→ Work request:
Each line of the listing that includes the string "IndexReader" needs to be located and copied.

◇ ◇ ◇ ◇

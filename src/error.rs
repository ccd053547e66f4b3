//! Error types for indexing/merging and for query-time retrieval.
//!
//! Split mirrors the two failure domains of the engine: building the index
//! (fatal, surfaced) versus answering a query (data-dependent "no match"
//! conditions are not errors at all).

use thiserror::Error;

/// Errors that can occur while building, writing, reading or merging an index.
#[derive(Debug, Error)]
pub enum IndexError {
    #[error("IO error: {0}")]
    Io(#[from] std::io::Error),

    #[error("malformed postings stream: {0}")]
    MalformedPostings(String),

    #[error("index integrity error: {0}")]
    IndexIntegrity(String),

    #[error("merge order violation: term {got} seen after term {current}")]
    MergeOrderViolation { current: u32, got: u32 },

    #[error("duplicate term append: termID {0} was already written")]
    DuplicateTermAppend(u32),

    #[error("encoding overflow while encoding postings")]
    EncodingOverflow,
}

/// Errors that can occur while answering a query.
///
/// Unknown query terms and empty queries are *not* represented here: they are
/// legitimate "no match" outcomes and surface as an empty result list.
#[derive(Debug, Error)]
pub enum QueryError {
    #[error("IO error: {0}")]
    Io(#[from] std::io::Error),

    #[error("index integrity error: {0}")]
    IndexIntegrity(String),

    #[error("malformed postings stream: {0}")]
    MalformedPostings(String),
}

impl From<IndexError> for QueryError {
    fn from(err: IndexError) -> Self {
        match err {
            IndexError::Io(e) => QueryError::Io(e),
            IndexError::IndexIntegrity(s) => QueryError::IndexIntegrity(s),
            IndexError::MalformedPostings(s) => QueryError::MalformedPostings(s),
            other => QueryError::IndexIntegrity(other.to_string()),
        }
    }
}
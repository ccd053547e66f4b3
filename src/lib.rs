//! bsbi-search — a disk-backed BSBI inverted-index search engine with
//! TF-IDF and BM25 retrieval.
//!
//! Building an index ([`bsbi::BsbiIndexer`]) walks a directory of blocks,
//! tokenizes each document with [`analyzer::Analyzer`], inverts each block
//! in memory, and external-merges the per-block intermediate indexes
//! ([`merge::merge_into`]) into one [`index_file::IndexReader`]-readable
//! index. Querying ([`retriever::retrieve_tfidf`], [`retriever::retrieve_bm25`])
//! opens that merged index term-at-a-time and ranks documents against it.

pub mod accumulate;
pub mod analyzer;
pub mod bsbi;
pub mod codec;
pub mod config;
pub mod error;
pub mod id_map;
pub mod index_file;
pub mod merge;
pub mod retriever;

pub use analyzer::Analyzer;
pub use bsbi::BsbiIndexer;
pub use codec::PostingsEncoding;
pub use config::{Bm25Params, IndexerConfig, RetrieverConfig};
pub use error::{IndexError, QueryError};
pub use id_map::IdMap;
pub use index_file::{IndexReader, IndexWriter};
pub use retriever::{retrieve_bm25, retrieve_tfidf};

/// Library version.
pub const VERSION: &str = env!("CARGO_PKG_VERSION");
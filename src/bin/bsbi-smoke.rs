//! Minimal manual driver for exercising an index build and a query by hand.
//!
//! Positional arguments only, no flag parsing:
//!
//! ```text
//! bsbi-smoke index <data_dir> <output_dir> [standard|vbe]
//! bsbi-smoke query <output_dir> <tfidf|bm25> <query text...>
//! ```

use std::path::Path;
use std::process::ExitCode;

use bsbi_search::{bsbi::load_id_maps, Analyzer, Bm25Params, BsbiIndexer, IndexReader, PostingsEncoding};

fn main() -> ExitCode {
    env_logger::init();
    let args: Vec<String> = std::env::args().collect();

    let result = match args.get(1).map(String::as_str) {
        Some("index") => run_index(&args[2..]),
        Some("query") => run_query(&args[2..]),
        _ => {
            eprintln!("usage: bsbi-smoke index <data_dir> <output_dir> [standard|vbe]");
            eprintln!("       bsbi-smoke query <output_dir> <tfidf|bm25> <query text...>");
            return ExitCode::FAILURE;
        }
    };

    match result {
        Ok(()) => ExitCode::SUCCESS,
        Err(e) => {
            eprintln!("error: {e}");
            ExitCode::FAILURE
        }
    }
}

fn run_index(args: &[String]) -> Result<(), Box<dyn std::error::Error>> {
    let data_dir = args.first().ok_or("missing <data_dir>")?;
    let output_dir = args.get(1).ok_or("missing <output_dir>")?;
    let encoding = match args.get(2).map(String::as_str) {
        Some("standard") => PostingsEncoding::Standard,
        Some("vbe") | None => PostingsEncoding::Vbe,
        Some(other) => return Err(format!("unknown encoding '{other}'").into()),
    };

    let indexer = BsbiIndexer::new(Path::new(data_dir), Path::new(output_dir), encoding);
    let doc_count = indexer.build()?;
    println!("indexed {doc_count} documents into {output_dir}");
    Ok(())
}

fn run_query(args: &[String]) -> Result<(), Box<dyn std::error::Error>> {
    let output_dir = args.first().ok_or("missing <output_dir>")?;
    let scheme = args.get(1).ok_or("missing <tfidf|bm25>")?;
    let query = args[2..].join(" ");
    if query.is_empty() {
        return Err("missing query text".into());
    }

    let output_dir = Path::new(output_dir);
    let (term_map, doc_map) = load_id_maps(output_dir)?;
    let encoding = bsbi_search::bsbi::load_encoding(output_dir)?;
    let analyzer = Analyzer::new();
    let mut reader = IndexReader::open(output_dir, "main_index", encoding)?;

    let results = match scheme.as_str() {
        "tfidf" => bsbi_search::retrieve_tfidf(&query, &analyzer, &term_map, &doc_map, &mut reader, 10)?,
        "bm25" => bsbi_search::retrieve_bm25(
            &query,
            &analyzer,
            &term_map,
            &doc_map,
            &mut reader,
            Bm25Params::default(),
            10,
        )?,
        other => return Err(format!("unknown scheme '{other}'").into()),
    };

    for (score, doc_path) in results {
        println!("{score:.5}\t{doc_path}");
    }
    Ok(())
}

◇ ◇ ◇ ◇

→ Result:
//! ([`merge::merge_into`]) into one [`index_file::IndexReader`]-readable
pub use index_file::{IndexReader, IndexWriter};
use bsbi_search::{bsbi::load_id_maps, Analyzer, Bm25Params, BsbiIndexer, IndexReader, PostingsEncoding};
    let mut reader = IndexReader::open(output_dir, "main_index", encoding)?;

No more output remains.